Je m’interroge : et si toutes ces formes de stress avaient été rassemblées dans une seule enveloppe corporelle?

Il en ressortirait un monstre.

Incontestablement.

L’Impératrice, c’est exactement ça.

En pire.

Son enveloppe corporelle à elle ne se contente pas d’endosser le stress de tous ceux qui l’entourent. Elle absorbe et multiplie également leur mépris, leur égo, leur psychédélie, leur machiavélisme et leur perversion.

Quand l’Impératrice traverse le couloir parée de ses plus beaux atours et de son sourire le plus mielleux, nul n’ose la regarder de peur d’y perdre ses yeux.

Un rictus accompagne chacun de ses regards comme pour rappeler sa supériorité déclarée.

A l’image de Miranda Priestly, l’Impératrice s’amuse à faire relever d’impossibles défis aux stagiaires qui l’entourent pour ensuite se délecter de leur médiocrité.

Vous avez dit défis ?

Oui, mais personne n’a dit juridique.

Mail : « Cherche le numéro d’un confrère avec qui j’ai bossé il y a quelques années. En Asie. Je crois. »

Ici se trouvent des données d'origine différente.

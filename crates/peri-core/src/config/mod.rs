//! Configuration management for Periscope

mod serde_utils;
mod supervisor;

pub use serde_utils::duration_millis;
pub use supervisor::SupervisorConfig;

use crate::error::ConfigError;
use std::path::{Path, PathBuf};

/// Get the default configuration directory
pub fn default_config_dir() -> PathBuf {
    dirs::config_dir()
        .unwrap_or_else(|| PathBuf::from("."))
        .join("periscope")
}

/// Get the default configuration file path
pub fn default_config_path() -> PathBuf {
    default_config_dir().join("config.toml")
}

/// Load configuration from a file
pub fn load_config<T: serde::de::DeserializeOwned>(path: &Path) -> Result<T, ConfigError> {
    if !path.exists() {
        return Err(ConfigError::NotFound(path.to_path_buf()));
    }

    let content = std::fs::read_to_string(path)
        .map_err(|e| ConfigError::Invalid(format!("Failed to read config: {}", e)))?;

    let config: T = toml::from_str(&content)?;
    Ok(config)
}

/// Save configuration to a file
pub fn save_config<T: serde::Serialize>(path: &Path, config: &T) -> Result<(), ConfigError> {
    let content = toml::to_string_pretty(config)?;

    // Ensure parent directory exists
    if let Some(parent) = path.parent() {
        std::fs::create_dir_all(parent)
            .map_err(|e| ConfigError::Invalid(format!("Failed to create config dir: {}", e)))?;
    }

    std::fs::write(path, content)
        .map_err(|e| ConfigError::Invalid(format!("Failed to write config: {}", e)))?;

    Ok(())
}

#[cfg(test)]
mod tests {
    use super::*;

    #[test]
    fn test_load_missing_config() {
        let dir = tempfile::tempdir().unwrap();
        let path = dir.path().join("missing.toml");
        let result: Result<SupervisorConfig, _> = load_config(&path);
        assert!(matches!(result, Err(ConfigError::NotFound(_))));
    }

    #[test]
    fn test_save_and_load_roundtrip() {
        let dir = tempfile::tempdir().unwrap();
        let path = dir.path().join("nested").join("config.toml");

        let config = SupervisorConfig::default();
        save_config(&path, &config).unwrap();

        let loaded: SupervisorConfig = load_config(&path).unwrap();
        assert_eq!(loaded.approval_delay, config.approval_delay);
        assert_eq!(loaded.seen_cap, config.seen_cap);
    }
}
//! Machine list store

use dashmap::DashMap;

use peri_core::types::{MachineId, MachineRecord};

/// Current machine list, keyed by machine ID
///
/// Populated by the surrounding application (REST sync); the orchestrator
/// only reads it to compute the connectable set.
#[derive(Default)]
pub struct MachineStore {
    machines: DashMap<MachineId, MachineRecord>,
}

impl MachineStore {
    /// Create an empty store
    pub fn new() -> Self {
        Self {
            machines: DashMap::new(),
        }
    }

    /// Replace the whole machine list
    pub fn replace_all(&self, machines: Vec<MachineRecord>) {
        self.machines.clear();
        for machine in machines {
            self.machines.insert(machine.id.clone(), machine);
        }
    }

    /// Insert or update a single machine
    pub fn upsert(&self, machine: MachineRecord) {
        self.machines.insert(machine.id.clone(), machine);
    }

    /// Remove a machine
    pub fn remove(&self, machine_id: &MachineId) {
        self.machines.remove(machine_id);
    }

    /// Get a machine by ID
    pub fn get(&self, machine_id: &MachineId) -> Option<MachineRecord> {
        self.machines.get(machine_id).map(|r| r.clone())
    }

    /// List all machines, sorted by ID for deterministic iteration
    pub fn list(&self) -> Vec<MachineRecord> {
        let mut machines: Vec<MachineRecord> =
            self.machines.iter().map(|r| r.clone()).collect();
        machines.sort_by(|a, b| a.id.as_str().cmp(b.id.as_str()));
        machines
    }

    /// Number of machines
    pub fn len(&self) -> usize {
        self.machines.len()
    }

    /// Check if the store is empty
    pub fn is_empty(&self) -> bool {
        self.machines.is_empty()
    }
}
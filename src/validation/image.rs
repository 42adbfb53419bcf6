//! Image upload rule.
//!
//! By default only the declared content type is checked, so a client can send
//! arbitrary bytes labelled `image/png`. [`ImagePolicy::strict`] additionally
//! bounds the size and compares the leading bytes against known image
//! signatures.

use serde::Serialize;
use validator::ValidationError;

use super::rule_error;

pub const MISSING_FILE_CODE: &str = "missing_file";
pub const MISSING_FILE_MESSAGE: &str = "Please select an image file to upload.";

pub const INVALID_CONTENT_TYPE_CODE: &str = "invalid_content_type";
pub const INVALID_CONTENT_TYPE_MESSAGE: &str = "Only image files are allowed.";

pub const FILE_TOO_LARGE_CODE: &str = "file_too_large";
pub const SIGNATURE_MISMATCH_CODE: &str = "signature_mismatch";

/// Size bound used by [`ImagePolicy::strict`].
pub const STRICT_MAX_IMAGE_BYTES: usize = 5 * 1024 * 1024;

/// A file received from a multipart upload.
///
/// Serializes as its name and content type only, so validation error params
/// never carry the uploaded bytes.
#[derive(Debug, Clone, PartialEq, Eq, Serialize)]
#[serde(rename_all = "camelCase")]
pub struct UploadedFile {
    pub file_name: String,
    pub content_type: String,
    #[serde(skip)]
    pub data: Vec<u8>,
}

impl UploadedFile {
    pub fn new(
        file_name: impl Into<String>,
        content_type: impl Into<String>,
        data: impl Into<Vec<u8>>,
    ) -> Self {
        Self {
            file_name: file_name.into(),
            content_type: content_type.into(),
            data: data.into(),
        }
    }

    pub fn len(&self) -> usize {
        self.data.len()
    }

    pub fn is_empty(&self) -> bool {
        self.data.is_empty()
    }
}

/// Image formats recognised by signature sniffing.
#[derive(Debug, Clone, Copy, PartialEq, Eq)]
pub enum ImageFormat {
    Png,
    Jpeg,
    Gif,
    Webp,
    Bmp,
}

impl ImageFormat {
    /// Detects the format from the file's leading bytes.
    pub fn sniff(data: &[u8]) -> Option<Self> {
        if data.starts_with(b"\x89PNG\r\n\x1a\n") {
            Some(ImageFormat::Png)
        } else if data.starts_with(&[0xFF, 0xD8, 0xFF]) {
            Some(ImageFormat::Jpeg)
        } else if data.starts_with(b"GIF87a") || data.starts_with(b"GIF89a") {
            Some(ImageFormat::Gif)
        } else if data.len() >= 12 && &data[..4] == b"RIFF" && &data[8..12] == b"WEBP" {
            Some(ImageFormat::Webp)
        } else if data.starts_with(b"BM") {
            Some(ImageFormat::Bmp)
        } else {
            None
        }
    }

    pub fn mime_type(&self) -> &'static str {
        match self {
            ImageFormat::Png => "image/png",
            ImageFormat::Jpeg => "image/jpeg",
            ImageFormat::Gif => "image/gif",
            ImageFormat::Webp => "image/webp",
            ImageFormat::Bmp => "image/bmp",
        }
    }
}

#[derive(Debug, Clone, PartialEq, Eq, thiserror::Error)]
pub enum ImageFileError {
    #[error("{}", MISSING_FILE_MESSAGE)]
    Missing,

    #[error("{}", INVALID_CONTENT_TYPE_MESSAGE)]
    InvalidContentType(String),

    #[error("Image must not exceed {max} bytes (got {size}).")]
    TooLarge { size: usize, max: usize },

    #[error("File content does not match its declared type {declared}.")]
    SignatureMismatch { declared: String },
}

impl ImageFileError {
    pub fn code(&self) -> &'static str {
        match self {
            ImageFileError::Missing => MISSING_FILE_CODE,
            ImageFileError::InvalidContentType(_) => INVALID_CONTENT_TYPE_CODE,
            ImageFileError::TooLarge { .. } => FILE_TOO_LARGE_CODE,
            ImageFileError::SignatureMismatch { .. } => SIGNATURE_MISMATCH_CODE,
        }
    }
}

#[derive(Debug, Clone, Copy, Default, PartialEq, Eq)]
pub struct ImagePolicy {
    /// Upper size bound in bytes; `None` accepts any non-empty file.
    pub max_bytes: Option<usize>,
    /// Require the leading bytes to match a known image signature.
    pub sniff_signature: bool,
}

impl ImagePolicy {
    /// Size bound plus signature sniffing.
    pub fn strict() -> Self {
        Self {
            max_bytes: Some(STRICT_MAX_IMAGE_BYTES),
            sniff_signature: true,
        }
    }

    pub fn check(&self, file: Option<&UploadedFile>) -> Result<(), ImageFileError> {
        let file = match file {
            Some(file) if !file.is_empty() => file,
            _ => return Err(ImageFileError::Missing),
        };

        let declared = file.content_type.trim().to_ascii_lowercase();
        if !declared.starts_with("image/") {
            return Err(ImageFileError::InvalidContentType(file.content_type.clone()));
        }

        if let Some(max) = self.max_bytes
            && file.len() > max
        {
            return Err(ImageFileError::TooLarge {
                size: file.len(),
                max,
            });
        }

        if self.sniff_signature && ImageFormat::sniff(&file.data).is_none() {
            return Err(ImageFileError::SignatureMismatch {
                declared: file.content_type.clone(),
            });
        }

        Ok(())
    }
}

/// Image rule for `#[validate(custom(...))]`, using the default policy.
///
/// The derive only calls custom rules for present values; pair it with
/// `required(message = ...)` on `Option<UploadedFile>` fields.
pub fn validate_image_file(file: &UploadedFile) -> Result<(), ValidationError> {
    ImagePolicy::default()
        .check(Some(file))
        .map_err(|e| rule_error(e.code(), e.to_string()))
}
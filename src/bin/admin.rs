//! CLI administration tool for healthcare-api.
//!
//! Provides commands for issuing API tokens, checking passwords against the
//! complexity rule and sending test emails through the configured mailer.
//!
//! # Usage
//!
//! ```bash
//! # Create a new API token and print its hash for API_TOKEN_HASHES
//! cargo run --bin admin -- token create
//!
//! # Hash an existing token
//! cargo run --bin admin -- token hash "my-token"
//!
//! # Check a password against the complexity rule
//! cargo run --bin admin -- password check "Abc12!"
//!
//! # Send a verification code / temporary password through the mailer
//! cargo run --bin admin -- email test --to user@example.com
//! cargo run --bin admin -- email new-user --to staff@example.com
//! ```
//!
//! # Environment Variables
//!
//! - `TOKEN_SIGNING_SECRET` (required for `token`): HMAC key shared with the server
//! - `SMTP_*` (optional for `email`): without `SMTP_HOST` emails are only logged

use healthcare_api::api::dto::VerificationCodeRequestDto;
use healthcare_api::application::services::AccountService;
use healthcare_api::config::Config;
use healthcare_api::server::build_email_service;
use healthcare_api::utils::token::{generate_token, hash_token};
use healthcare_api::validation::PasswordPolicy;

use anyhow::{Context, Result};
use clap::{Parser, Subcommand};
use colored::*;
use dialoguer::{Confirm, Input};
use tracing_subscriber::EnvFilter;
use validator::Validate;

/// CLI tool for managing healthcare-api.
#[derive(Parser)]
#[command(name = "admin")]
#[command(author, version, about, long_about = None)]
struct Cli {
    #[command(subcommand)]
    command: Commands,
}

/// Top-level command groups.
#[derive(Subcommand)]
enum Commands {
    /// Manage API tokens
    Token {
        #[command(subcommand)]
        action: TokenAction,
    },

    /// Password rule tools
    Password {
        #[command(subcommand)]
        action: PasswordAction,
    },

    /// Send emails through the configured transport
    Email {
        #[command(subcommand)]
        action: EmailAction,
    },
}

/// Token management subcommands.
#[derive(Subcommand)]
enum TokenAction {
    /// Create a new API token
    Create {
        /// Token name (e.g., "Mobile App", "Patient Portal")
        #[arg(short, long)]
        name: Option<String>,

        /// Custom token value (optional, auto-generated if not provided)
        #[arg(short, long)]
        token: Option<String>,

        /// Skip confirmation prompt
        #[arg(short = 'y', long)]
        yes: bool,
    },

    /// Print the hash of an existing token
    Hash {
        token: String,
    },
}

#[derive(Subcommand)]
enum PasswordAction {
    /// Check a candidate password against the complexity rule
    Check {
        candidate: String,

        /// Disable the upper length bound
        #[arg(long)]
        unbounded: bool,
    },
}

#[derive(Subcommand)]
enum EmailAction {
    /// Send a verification code email
    Test {
        #[arg(long)]
        to: String,
    },

    /// Issue a temporary password and email it
    NewUser {
        #[arg(long)]
        to: String,
    },
}

#[tokio::main]
async fn main() -> Result<()> {
    // Load environment variables from .env file
    dotenvy::dotenv().ok();

    let cli = Cli::parse();

    match cli.command {
        Commands::Token { action } => handle_token_action(action)?,
        Commands::Password { action } => handle_password_action(action)?,
        Commands::Email { action } => handle_email_action(action).await?,
    }

    Ok(())
}

fn signing_secret() -> Result<String> {
    let secret =
        std::env::var("TOKEN_SIGNING_SECRET").context("TOKEN_SIGNING_SECRET must be set")?;
    if secret.is_empty() {
        anyhow::bail!("TOKEN_SIGNING_SECRET must not be empty");
    }
    Ok(secret)
}

/// Dispatches token management commands.
fn handle_token_action(action: TokenAction) -> Result<()> {
    let secret = signing_secret()?;

    match action {
        TokenAction::Create { name, token, yes } => create_token(&secret, name, token, yes)?,
        TokenAction::Hash { token } => println!("{}", hash_token(&secret, &token)),
    }

    Ok(())
}

/// Creates a new API token with interactive prompts.
///
/// # Flow
///
/// 1. Prompt for token name (or use provided)
/// 2. Generate random token or use provided value
/// 3. Display token details with warning
/// 4. Confirm creation (unless `--yes` flag)
/// 5. Print the HMAC hash to append to `API_TOKEN_HASHES`
///
/// The raw token is displayed once; only its hash goes into configuration.
fn create_token(
    secret: &str,
    name: Option<String>,
    token: Option<String>,
    skip_confirm: bool,
) -> Result<()> {
    println!("{}", "🔑 Create API Token".bright_blue().bold());
    println!();

    let token_name = match name {
        Some(n) => n,
        None => Input::new()
            .with_prompt("Token name")
            .with_initial_text("Patient Portal")
            .interact_text()?,
    };

    let token_value = match token {
        Some(t) => {
            println!("{}", "⚠️  Using provided token value".yellow());
            t
        }
        None => {
            let generated = generate_token();
            println!("{}", "✨ Generated new token".green());
            generated
        }
    };

    println!();
    println!("{}", "Token details:".bright_white().bold());
    println!("  Name:  {}", token_name.cyan());
    println!("  Token: {}", token_value.bright_yellow().bold());
    println!();
    println!(
        "{}",
        "⚠️  IMPORTANT: Save this token now! You won't be able to see it again."
            .red()
            .bold()
    );
    println!();

    if !skip_confirm {
        let confirmed = Confirm::new()
            .with_prompt("Create this token?")
            .default(true)
            .interact()?;

        if !confirmed {
            println!("{}", "❌ Cancelled".red());
            return Ok(());
        }
    }

    let token_hash = hash_token(secret, &token_value);

    println!();
    println!("{}", "✅ Token created successfully!".green().bold());
    println!();
    println!("{}", "Append this hash to API_TOKEN_HASHES:".bright_white());
    println!("  {}", token_hash.bright_cyan());
    println!();
    println!("{}", "Example:".bright_white());
    println!(
        "  curl -H \"Authorization: Bearer {}\" http://localhost:3000/api/ai/chat",
        token_value.bright_yellow()
    );
    println!();

    Ok(())
}

fn handle_password_action(action: PasswordAction) -> Result<()> {
    match action {
        PasswordAction::Check {
            candidate,
            unbounded,
        } => {
            let policy = if unbounded {
                PasswordPolicy::unbounded()
            } else {
                PasswordPolicy::default()
            };

            match policy.check(&candidate) {
                Ok(()) => println!("{}", "✅ Password meets the complexity rule".green()),
                Err(violation) => {
                    println!("{} {}", "❌".red(), violation.message().red());
                    std::process::exit(1);
                }
            }
        }
    }

    Ok(())
}

async fn handle_email_action(action: EmailAction) -> Result<()> {
    // The log-only mailer reports through tracing
    tracing_subscriber::fmt()
        .with_env_filter(EnvFilter::new("info"))
        .init();

    let smtp = Config::smtp_from_env();
    let account_service = AccountService::new(build_email_service(smtp.as_ref())?);

    println!(
        "{} {}",
        "📧 Transport:".bright_blue().bold(),
        account_service.transport_name().cyan()
    );

    match action {
        EmailAction::Test { to } => {
            let request = VerificationCodeRequestDto { email: to.clone() };
            request
                .validate()
                .map_err(|e| anyhow::anyhow!("Invalid recipient: {}", e))?;
            account_service
                .request_verification_code(&request)
                .await
                .map_err(|e| anyhow::anyhow!("Failed to send email: {}", e))?;
            println!("{} {}", "✅ Verification code sent to".green(), to.cyan());
        }
        EmailAction::NewUser { to } => {
            account_service
                .issue_temporary_password(&to)
                .await
                .map_err(|e| anyhow::anyhow!("Failed to send email: {}", e))?;
            println!("{} {}", "✅ Temporary password sent to".green(), to.cyan());
        }
    }

    Ok(())
}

Mail : « Arrête tout ce que es en train de faire. J’ai besoin que tu viennes dégrafer et ré-agrafer tous les documents sur mon bureau. J’aime pas quand l’agrafe est à l’horizontal. »

Puis il y eu la goutte d’eau. Celle de trop.

Mail : « J’ai envie de Dragibus. Mais enlève les jaunes. »

***

Je repense à l’armée d’Inferi. Se débattant pour survivre à travers les années.

Je repense à ma Chat. Aux larmes au goût de thé.

***

J’ai acheté les Dragibus.

J’ai laissé que les jaunes.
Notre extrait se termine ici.